Forty years after his death in Paris on June 25, 1984, many of Michel Foucault’s once radical ideas now seem self-evident. Even critics like Noam Chomsky, who derided Foucault’s moral theories as “incoherent”, find themselves in a world wallpapered with Foucauldian terms like “discourse”, “power-knowledge”, “biopower”, and “governmentality”.

Today, who could thrive without knowing how to “control the narrative”, call out a “social construct” or navigate “power dynamics”?

After contributing so much to this way of seeing the world, however, a lot of Foucault’s effort in his later years went to the idea of the self.

The decades since he died have witnessed the rise of a gladiatorial institution – social media – in which the desires and vulnerabilities of the self are played out. So we should ask: are we putting our “selves” at peril online? Can a genuinely Foucauldian perspective contribute to a better understanding of our situation?

Fictions with a truth value

Foucault did not claim objective correctness for his ideas. He called them “fictions” with a “truth-value”.

“I don’t write a book so that it will be the final word,” he said; “I write a book so that other books are possible, not necessarily written by me.”

By his own account, Foucault’s influence endures because his work (and his entangled biography) serves some function in the bigger picture of here and now. It is discourse that provokes more discourse.
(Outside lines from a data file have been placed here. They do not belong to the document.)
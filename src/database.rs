use crate::config::DatabaseConfig;
use sqlx::migrate::{MigrateError, Migrator};
use sqlx::postgres::{PgPool, PgPoolOptions};
use std::time::Duration;

static MIGRATOR: Migrator = sqlx::migrate!("./migrations");

pub async fn create_pool(config: &DatabaseConfig) -> Result<PgPool, sqlx::Error> {
    let pool = PgPoolOptions::new()
        .max_connections(config.max_connections)
        .min_connections(config.min_connections)
        .acquire_timeout(Duration::from_secs(10))
        .idle_timeout(Duration::from_secs(600))
        .max_lifetime(Duration::from_secs(1800))
        .connect(&config.url)
        .await?;

    tracing::info!(
        max_connections = config.max_connections,
        min_connections = config.min_connections,
        "Database pool ready"
    );

    Ok(pool)
}

/// Brings the patients/doctors/appointments schema up to date.
pub async fn run_migrations(pool: &PgPool) -> Result<(), MigrateError> {
    MIGRATOR.run(pool).await?;
    tracing::info!(migrations = MIGRATOR.iter().count(), "Database schema is current");
    Ok(())
}

#[cfg(test)]
mod tests {
    use super::*;

    #[sqlx::test(migrations = "./migrations")]
    #[ignore = "needs DATABASE_URL pointing at a PostgreSQL server"]
    async fn test_database_connection(pool: PgPool) {
        let result = sqlx::query("SELECT 1 as test").fetch_one(&pool).await;

        assert!(result.is_ok());
    }

    #[sqlx::test(migrations = "./migrations")]
    #[ignore = "needs DATABASE_URL pointing at a PostgreSQL server"]
    async fn test_only_real_doctor_emails_are_unique(pool: PgPool) {
        let insert = "INSERT INTO doctors (first_name, last_name, email) VALUES ($1, $2, $3)";

        for name in ["Chase", "Foreman"] {
            sqlx::query(insert)
                .bind("Robert")
                .bind(name)
                .bind("")
                .execute(&pool)
                .await
                .expect("empty emails may repeat");
        }

        sqlx::query(insert)
            .bind("James")
            .bind("Wilson")
            .bind("wilson@clinic.test")
            .execute(&pool)
            .await
            .unwrap();
        let err = sqlx::query(insert)
            .bind("Jim")
            .bind("Wilson")
            .bind("wilson@clinic.test")
            .execute(&pool)
            .await
            .unwrap_err();

        assert!(err.as_database_error().unwrap().is_unique_violation());
    }

    #[sqlx::test(migrations = "./migrations")]
    #[ignore = "needs DATABASE_URL pointing at a PostgreSQL server"]
    async fn test_appointments_reference_existing_rows(pool: PgPool) {
        let err = sqlx::query("INSERT INTO appointments (patient_id, doctor_id) VALUES ($1, $2)")
            .bind(41_i64)
            .bind(42_i64)
            .execute(&pool)
            .await
            .unwrap_err();

        assert!(err.as_database_error().unwrap().is_foreign_key_violation());
    }
}
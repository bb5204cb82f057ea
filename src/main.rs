use actix_cors::Cors;
use actix_web::{http::header, web, App, HttpServer};
use clinic_backend::auth::PasswordAuth;
use clinic_backend::config::{CorsConfig, Settings};
use clinic_backend::database::{create_pool, run_migrations};
use clinic_backend::handlers::AppState;
use clinic_backend::middleware::{RequestAudit, RequestId};
use clinic_backend::{logging, metrics, routes};
use tracing::info;
use tracing_actix_web::TracingLogger;

fn build_cors(config: &CorsConfig) -> Cors {
    let mut cors = Cors::default()
        .allowed_methods(vec!["GET", "POST", "PUT", "DELETE", "OPTIONS"])
        .allowed_headers(vec![header::CONTENT_TYPE, header::ACCEPT])
        .expose_headers(vec![header::HeaderName::from_static(
            clinic_backend::middleware::REQUEST_ID_HEADER,
        )])
        .max_age(3600);

    if config.allows_any_origin() {
        cors = cors.allow_any_origin();
    } else {
        for origin in &config.allowed_origins {
            cors = cors.allowed_origin(origin);
        }
    }

    cors
}

#[actix_web::main]
async fn main() -> anyhow::Result<()> {
    dotenvy::dotenv().ok();

    let settings = Settings::new()?;

    let _log_guard = logging::init_logging(&settings.logging)?;

    info!("Clinic backend starting...");
    info!("Configuration loaded: {}", settings.server.bind_addr);

    metrics::init_metrics()?;

    info!("Connecting to PostgreSQL...");
    let pool = create_pool(&settings.database).await?;

    info!("Running database migrations...");
    run_migrations(&pool).await?;

    let passwords = PasswordAuth::new(&settings.password)?;
    let app_state = web::Data::new(AppState::new(pool, passwords));

    info!("Starting server on {}", settings.server.bind_addr);

    let cors_config = settings.cors.clone();

    HttpServer::new(move || {
        App::new()
            .wrap(RequestAudit)
            .wrap(RequestId)
            .wrap(TracingLogger::default())
            .wrap(build_cors(&cors_config))
            .app_data(app_state.clone())
            .configure(routes::configure)
    })
    .workers(settings.server.workers.unwrap_or(4))
    .bind(&settings.server.bind_addr)?
    .run()
    .await?;

    Ok(())
}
In contemporary terms, he remains influential because he “went viral”.

The underlying idea of historical contingency – that things rise and fall in line with the systems and cultural assumptions of their times – is so commonplace in the social sciences and public discourse today that, ironically, we can’t conceive why Foucault had to come along and point out that it applies to things like madness, prisons and executions, sexuality, and even philosophy itself.

Given Foucault’s focus on change, it is not hard to see how evolving technology has played into his appeal, though veneration of his books in universities during the “science wars” of the 1990s – fought over the extent to which scientific knowledge was shaped by social and cultural factors – also helped.
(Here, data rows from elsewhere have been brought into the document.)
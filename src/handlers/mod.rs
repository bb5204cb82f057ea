pub mod appointments;
pub mod credentials;
pub mod doctors;
pub mod patients;

use crate::auth::PasswordAuth;
use crate::error::ApiError;
use crate::models::Resource;
use actix_web::{web, HttpResponse, Responder};
use chrono::Utc;
use serde::de::DeserializeOwned;
use sqlx::PgPool;
use std::sync::Arc;
use validator::Validate;

/// Shared by every worker. The pool is the only handle to the database.
pub struct AppState {
    pub pool: PgPool,
    pub passwords: Arc<PasswordAuth>,
}

impl AppState {
    pub fn new(pool: PgPool, passwords: PasswordAuth) -> Self {
        Self {
            pool,
            passwords: Arc::new(passwords),
        }
    }
}

/// Parse a record id path segment. Anything but a positive integer is a client error.
pub fn parse_id(resource: Resource, raw: &str) -> Result<i64, ApiError> {
    match raw.parse::<i64>() {
        Ok(id) if id > 0 => Ok(id),
        _ => Err(ApiError::InvalidId {
            resource,
            raw: raw.to_string(),
        }),
    }
}

/// Decode and validate a JSON request body. The raw bytes are taken instead
/// of `web::Json` so a parse failure can echo the body back.
pub fn parse_body<T>(body: &[u8]) -> Result<T, ApiError>
where
    T: DeserializeOwned + Validate,
{
    let payload: T = serde_json::from_slice(body).map_err(|e| ApiError::InvalidJson {
        message: e.to_string(),
        raw: String::from_utf8_lossy(body).into_owned(),
    })?;
    payload.validate()?;
    Ok(payload)
}

/// Empty string for absent optional text fields.
pub(crate) fn text_or_empty(value: Option<String>) -> String {
    value.unwrap_or_default()
}

// ============ Health Check ============

pub async fn health_check(state: web::Data<AppState>) -> impl Responder {
    let db_ok = sqlx::query("SELECT 1").fetch_one(&state.pool).await.is_ok();

    if db_ok {
        HttpResponse::Ok().json(serde_json::json!({
            "status": "healthy",
            "database": "connected",
            "timestamp": Utc::now().to_rfc3339()
        }))
    } else {
        HttpResponse::ServiceUnavailable().json(serde_json::json!({
            "status": "unhealthy",
            "database": "disconnected"
        }))
    }
}

#[cfg(test)]
mod tests {
    use super::*;
    use crate::models::PatientRequest;

    #[test]
    fn test_parse_id() {
        assert_eq!(parse_id(Resource::Patient, "42").unwrap(), 42);
        assert!(matches!(
            parse_id(Resource::Patient, "abc"),
            Err(ApiError::InvalidId { resource: Resource::Patient, .. })
        ));
        assert!(parse_id(Resource::Doctor, "0").is_err());
        assert!(parse_id(Resource::Doctor, "-3").is_err());
        assert!(parse_id(Resource::Doctor, "1.5").is_err());
    }

    #[test]
    fn test_parse_body_reports_invalid_json() {
        let err = parse_body::<PatientRequest>(b"{firstName: Ann").unwrap_err();
        match err {
            ApiError::InvalidJson { raw, .. } => assert_eq!(raw, "{firstName: Ann"),
            other => panic!("unexpected error: {:?}", other),
        }
    }

    #[test]
    fn test_parse_body_reports_missing_fields() {
        let err = parse_body::<PatientRequest>(br#"{"phone":"555-0100"}"#).unwrap_err();
        assert_eq!(err.public_message(), "Missing firstName, Missing lastName");
    }

    #[test]
    fn test_text_or_empty() {
        assert_eq!(text_or_empty(None), "");
        assert_eq!(text_or_empty(Some("555".into())), "555");
    }
}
Foucault’s relativising philosophy serves as the background to the internet going mainstream, the rising social connectedness that resulted, and the subsequent debates over issues like freedom of speech, online rights and regulation – none of which he had a simple opinion on.

Who are we?

The philosopher Todd May argues Foucault is always asking one question: “Who are we?” Indeed, in one of his last lectures, Foucault summed up his work this way:

My objective for more than 25 years has been to sketch out a history of the different ways in our culture that humans develop knowledge about themselves.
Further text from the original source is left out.